Charles and I are thoroughly enjoying the tv show "Mad Men" and eagerly anticipate each week's new episode. In one episode we learn that the main character Don Draper, the head of the Creative team at the SterlingCooper Advertizing Agency makes $45,000 per year. His then secretary Peggy makes just $20 per week (aka $1040 per year). That threw us for a loop.
So we began wondering just what $45k was worth in today's money? We knew Don is doing well - large house, a stay-at-home wife who takes riding lessons, a nanny to help with the two kids, a tv and he had a spare $5,000 in cash just lying around in a desk drawer. But Don is enough of a penny-pincher to not let wife Betsy buy a window air conditioning unit so what gives?

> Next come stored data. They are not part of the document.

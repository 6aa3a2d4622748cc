//! Completion oracle verdicts.
//!
//! GREEN when:
//! - A terminal status object wins immediately (status_terminal).
//! - Without a manifest the run is incomplete (manifest_missing), even when
//!   run_id is also unparseable.
//! - A non-numeric run_id with a manifest present is invalid_run_id.
//! - The deadline fallback honors timeout_hours plus grace, inclusively.
//! - The legacy manifest location still counts.
//! - Discover returns complete runs newest first.

use serde_json::json;
use sfb_completion::{check_run_completion, discover_complete_runs, CompletionReason};
use sfb_schemas::keys::RunScope;
use sfb_store::put_json;
use sfb_testkit::MemoryStore;

const UUID_A: &str = "0123456789abcdef0123456789abcdef";
const UUID_B: &str = "fedcba9876543210fedcba9876543210";

fn scope(run_id: &str, uuid: &str) -> RunScope {
    RunScope::new(run_id, uuid)
}

#[tokio::test]
async fn terminal_status_completes_immediately() {
    let store = MemoryStore::new();
    let scope = scope("1754000000", UUID_A);
    put_json(
        &store,
        &scope.run_status_key(),
        &json!({"state": "succeeded", "terminal": true, "mode": "s3_queue"}),
    )
    .await
    .unwrap();

    let verdict = check_run_completion(&store, &scope, 3600, Some(1754000100))
        .await
        .unwrap();
    assert!(verdict.complete);
    assert_eq!(verdict.reason, CompletionReason::StatusTerminal);
    assert!(verdict.queue_mode);
    assert!(verdict.status_terminal);
    assert_eq!(verdict.status_state, "succeeded");
}

#[tokio::test]
async fn legacy_terminal_state_without_flag_still_counts() {
    let store = MemoryStore::new();
    let scope = scope("1754000000", UUID_A);
    put_json(
        &store,
        &scope.run_status_key(),
        &json!({"state": "completed"}),
    )
    .await
    .unwrap();

    let verdict = check_run_completion(&store, &scope, 0, Some(0)).await.unwrap();
    assert!(verdict.complete);
    assert_eq!(verdict.reason, CompletionReason::StatusTerminal);
}

#[tokio::test]
async fn missing_manifest_beats_invalid_run_id() {
    let store = MemoryStore::new();
    let scope = scope("not-a-number", UUID_A);

    let verdict = check_run_completion(&store, &scope, 3600, Some(0)).await.unwrap();
    assert!(!verdict.complete);
    assert_eq!(verdict.reason, CompletionReason::ManifestMissing);
}

#[tokio::test]
async fn invalid_run_id_with_manifest_present() {
    let store = MemoryStore::new();
    let scope = scope("not-a-number", UUID_A);
    put_json(&store, &scope.manifest_key(), &json!({"timeout_hours": 1}))
        .await
        .unwrap();

    let verdict = check_run_completion(&store, &scope, 3600, Some(0)).await.unwrap();
    assert!(!verdict.complete);
    assert_eq!(verdict.reason, CompletionReason::InvalidRunId);
}

#[tokio::test]
async fn deadline_fallback_is_inclusive() {
    let store = MemoryStore::new();
    let scope = scope("1754000000", UUID_A);
    put_json(&store, &scope.manifest_key(), &json!({"timeout_hours": 1}))
        .await
        .unwrap();

    // deadline = start + 3600 (timeout) + 600 (grace)
    let deadline = 1754000000 + 3600 + 600;

    let pending = check_run_completion(&store, &scope, 600, Some(deadline - 1))
        .await
        .unwrap();
    assert!(!pending.complete);
    assert_eq!(pending.reason, CompletionReason::DeadlinePending);
    assert_eq!(pending.timeout_hours, Some(1.0));

    let met = check_run_completion(&store, &scope, 600, Some(deadline))
        .await
        .unwrap();
    assert!(met.complete);
    assert_eq!(met.reason, CompletionReason::DeadlineMet);
}

#[tokio::test]
async fn legacy_manifest_location_is_honored() {
    let store = MemoryStore::new();
    let scope = scope("1754000000", UUID_A);
    put_json(
        &store,
        &scope.legacy_manifest_key(),
        &json!({"timeout_hours": 1}),
    )
    .await
    .unwrap();

    let verdict = check_run_completion(&store, &scope, 0, Some(1754000000 + 3600))
        .await
        .unwrap();
    assert!(verdict.complete);
    assert_eq!(verdict.reason, CompletionReason::DeadlineMet);
}

#[tokio::test]
async fn discover_returns_complete_runs_newest_first() {
    let store = MemoryStore::new();
    let now = 1754010000;

    // Older run: terminal status → complete.
    let old = scope("1753000000", UUID_B);
    put_json(&store, &old.manifest_key(), &json!({"timeout_hours": 24}))
        .await
        .unwrap();
    put_json(
        &store,
        &old.run_status_key(),
        &json!({"state": "failed", "terminal": true}),
    )
    .await
    .unwrap();

    // Newer run: past its deadline → complete.
    let newer = scope("1754000000", UUID_A);
    put_json(&store, &newer.manifest_key(), &json!({"timeout_hours": 1}))
        .await
        .unwrap();

    // Newest run: still inside its budget → incomplete.
    let newest = scope("1754009000", UUID_B);
    put_json(&store, &newest.manifest_key(), &json!({"timeout_hours": 24}))
        .await
        .unwrap();

    let complete = discover_complete_runs(&store, 0, Some(now)).await.unwrap();
    let ids: Vec<&str> = complete.iter().map(|c| c.run_id.as_str()).collect();
    assert_eq!(ids, vec!["1754000000", "1753000000"]);
}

Luckily the US Bureau of Labor Statistics came to the rescue with their handy Consumer Price Index Inflation Calculator. Don is doing well, quite well in my opinion. His annual salary of $45,000 in 1960 has the same buying power as $334,404.73 today. Wow! If Don's salary were really $334k in 2008 that puts the Draper Family in the top 1.5% of families based on US Household Income (US Census Bureau, 2005).
But back to 1960, or rather 1967 which is where this chart of US Income Distribution (1967-2003) is useful. We can see how Don is faring compared to the rest of the country. If Don keeps doing well at SterlingCooper or jumps ship to a firm where he'll be promoted and earn even more we can use this chart to see how he'll fare. Don's doing well - he is in the 80th percentile, in otherwords, he is earning more than 80% of all households in the US.
For Betty's sake I hope Don is investing this money. According to this life expectancy table, Betty is going to outlive Don by about 14 years, and with no income or pension of her own she needs a safety net.